United Kingdom

Ann Veronica
Janssens

Biography

Born in 1956 in Folkestone, the United Kingdom, Ann Veronica Janssens today lives and works in Brussels. After earning a degree in art history in England, she pursued her studies in Belgium at the École nationale supérieure des arts visuels of La Cambre. Combining painting, sculpture and light – both natural and artificial – her work has been shown internationally since the early 1990s. In 1999, she represented Belgium with Michel François at the Venice Biennale. And she has exhibited at numerous institutions in Europe and the United States. 

Recently, several solo shows have focused on her work, in 2017 at the Institut d’art contemporain of Villeurbanne (France) and in 2018, at the Baltimore Museum of Art (USA). Working in both the public domain and the world of museums and art institutions, she created a neon piece in 2012 for Geneva, stained-glass windows in 2013 for the Chapelle Saint-Vincent in Grignan (France), and is currently completing a commission for Université Paris Diderot. 

About the artworks

Since the late 1970s, Ann Veronica Janssens has been developing an experimental body of work that favors on-site installations and the use of materials deliberately chosen for their simplicity and humble origins – chipboard, glass, concrete – or their immateriality – like light, sound, or artificial fog. Through these interventions, the artist questions the relationship between the body in space by confronting the viewer with environments or devices that spark a direct physical and sensorial experience of the architecture and the site. She looks, for example, to make the void part and parcel of her work by setting it “in motion, lending it a kind of temporality.”

Based on scientifically demonstrated phenomena, her seemingly minimalist works confuse the viewer’s perception mainly through light and lighting effects.
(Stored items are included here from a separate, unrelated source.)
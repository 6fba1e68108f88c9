//! URL path normalization into canonical endpoint patterns
//!
//! Raw paths carry high-cardinality segments (ids, hashes, tokens). Learning
//! per raw path would create one endpoint row per user id, so every path is
//! collapsed into a pattern before it touches the rest of the pipeline:
//! `/users/42/profile` → `/users/{id}/profile`.

use once_cell::sync::Lazy;
use regex::Regex;

static UUID_RE: Lazy<Regex> = Lazy::new(|| {
    Regex::new(r"^[0-9a-fA-F]{8}-[0-9a-fA-F]{4}-[0-9a-fA-F]{4}-[0-9a-fA-F]{4}-[0-9a-fA-F]{12}$")
        .expect("UUID regex is valid")
});

/// Normalize a raw URL path into a canonical endpoint pattern.
///
/// Segment rules, applied in order (first match wins):
/// 1. UUID → `{id}`
/// 2. Pure numeric → `{id}`
/// 3. Hex of length ≥ 16 without hyphens → `{hash}`
/// 4. Base64-like of length ≥ 20 with mixed character classes → `{token}`
/// 5. Slug (lowercase, ≥ 2 hyphens, length > 8) → `{slug}`
/// 6. Mixed alpha+digit of length 6–12 → `{id}`
///
/// Shorter mixed segments (`v2`, `api`) survive verbatim. The result always
/// begins with `/`, and `normalize_path` is idempotent: placeholders contain
/// braces, which no rule matches.
pub fn normalize_path(path: &str) -> String {
    let path = if path.starts_with('/') {
        path.to_string()
    } else {
        format!("/{path}")
    };

    path.split('/')
        .map(normalize_segment)
        .collect::<Vec<_>>()
        .join("/")
}

fn normalize_segment(segment: &str) -> String {
    if segment.is_empty() {
        return String::new();
    }

    if UUID_RE.is_match(segment) {
        return "{id}".to_string();
    }

    if segment.bytes().all(|b| b.is_ascii_digit()) {
        return "{id}".to_string();
    }

    if segment.len() >= 16 && segment.bytes().all(|b| b.is_ascii_hexdigit()) {
        return "{hash}".to_string();
    }

    if is_base64_like(segment) {
        return "{token}".to_string();
    }

    if is_slug(segment) {
        return "{slug}".to_string();
    }

    if (6..=12).contains(&segment.len())
        && segment.bytes().all(|b| b.is_ascii_alphanumeric())
        && segment.bytes().any(|b| b.is_ascii_alphabetic())
        && segment.bytes().any(|b| b.is_ascii_digit())
    {
        return "{id}".to_string();
    }

    segment.to_string()
}

/// Opaque credential-shaped segment: base64/base64url alphabet, at least 20
/// characters, at least two character classes, padding only at the end.
fn is_base64_like(segment: &str) -> bool {
    if segment.len() < 20 {
        return false;
    }
    let body = segment.trim_end_matches('=');
    if body.is_empty() || body.contains('=') {
        return false;
    }
    if !body
        .bytes()
        .all(|b| b.is_ascii_alphanumeric() || matches!(b, b'+' | b'/' | b'-' | b'_'))
    {
        return false;
    }
    let classes = [
        body.bytes().any(|b| b.is_ascii_uppercase()),
        body.bytes().any(|b| b.is_ascii_lowercase()),
        body.bytes().any(|b| b.is_ascii_digit()),
    ];
    classes.iter().filter(|c| **c).count() >= 2
}

/// Human-readable slug: lowercase alphanumerics joined by two or more hyphens.
fn is_slug(segment: &str) -> bool {
    segment.len() > 8
        && segment
            .bytes()
            .all(|b| b.is_ascii_lowercase() || b.is_ascii_digit() || b == b'-')
        && segment.bytes().filter(|b| *b == b'-').count() >= 2
}

#[cfg(test)]
mod tests {
    use super::*;
    use proptest::prelude::*;

    #[test]
    fn numeric_segments_become_id() {
        assert_eq!(normalize_path("/users/42/profile"), "/users/{id}/profile");
        assert_eq!(normalize_path("/orders/1234567890"), "/orders/{id}");
    }

    #[test]
    fn uuid_segments_become_id() {
        assert_eq!(
            normalize_path("/users/550e8400-e29b-41d4-a716-446655440000/avatar"),
            "/users/{id}/avatar"
        );
        // Case-insensitive
        assert_eq!(
            normalize_path("/jobs/550E8400-E29B-41D4-A716-446655440000"),
            "/jobs/{id}"
        );
    }

    #[test]
    fn long_hex_segments_become_hash() {
        assert_eq!(
            normalize_path("/files/a1b2c3d4e5f6a7b8c9d0e1f2a3b4c5d6"),
            "/files/{hash}"
        );
        assert_eq!(normalize_path("/commits/deadbeefdeadbeef"), "/commits/{hash}");
    }

    #[test]
    fn base64_segments_become_token() {
        assert_eq!(
            normalize_path("/sessions/eyJhbGciOiJIUzI1NiJ9"),
            "/sessions/{token}"
        );
        assert_eq!(
            normalize_path("/auth/dGhpcyBpcyBhIHRlc3Q24zz="),
            "/auth/{token}"
        );
    }

    #[test]
    fn slugs_become_slug() {
        assert_eq!(
            normalize_path("/posts/my-awesome-blog-post"),
            "/posts/{slug}"
        );
    }

    #[test]
    fn short_version_segments_survive() {
        assert_eq!(normalize_path("/api/v2/items"), "/api/v2/items");
        assert_eq!(normalize_path("/health"), "/health");
    }

    #[test]
    fn mixed_alphanumeric_of_medium_length_becomes_id() {
        assert_eq!(normalize_path("/carts/ab12cd34"), "/carts/{id}");
        // Too short to be an opaque id
        assert_eq!(normalize_path("/api/v2"), "/api/v2");
        // Too long for the mixed rule, not hex, not base64-length
        assert_eq!(normalize_path("/things/abcdefghijklm"), "/things/abcdefghijklm");
    }

    #[test]
    fn result_always_begins_with_slash() {
        assert_eq!(normalize_path("users/42"), "/users/{id}");
        assert_eq!(normalize_path(""), "/");
    }

    #[test]
    fn idempotent_on_known_patterns() {
        for path in [
            "/users/42/profile",
            "/files/a1b2c3d4e5f6a7b8c9d0e1f2a3b4c5d6",
            "/sessions/eyJhbGciOiJIUzI1NiJ9",
            "/posts/my-awesome-blog-post",
            "/api/v2/items",
        ] {
            let once = normalize_path(path);
            assert_eq!(normalize_path(&once), once);
        }
    }

    proptest! {
        #[test]
        fn normalize_is_idempotent(path in "[a-zA-Z0-9/._=-]{0,60}") {
            let once = normalize_path(&path);
            prop_assert_eq!(normalize_path(&once), once.clone());
        }

        #[test]
        fn normalize_always_starts_with_slash(path in "[a-zA-Z0-9/._=-]{0,60}") {
            prop_assert!(normalize_path(&path).starts_with('/'));
        }
    }
}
Her experiments have led her to focus on the shimmer of surfaces with the ever-changing colors of certain materials that are chemically sensitive to light, or the unstable combinations of materials, or the hypnotic effects achieved when light bombards and dazzles the eye. With Janssens’ artworks, viewers face the “ungraspable,” a singular experience in which they lose a certain number of their usual points of reference. The time we spend looking at the work of art and the space in which it is displayed are two parameters that have to be taken into account in Janssens’ output, making each viewer’s encounter with the piece something unique.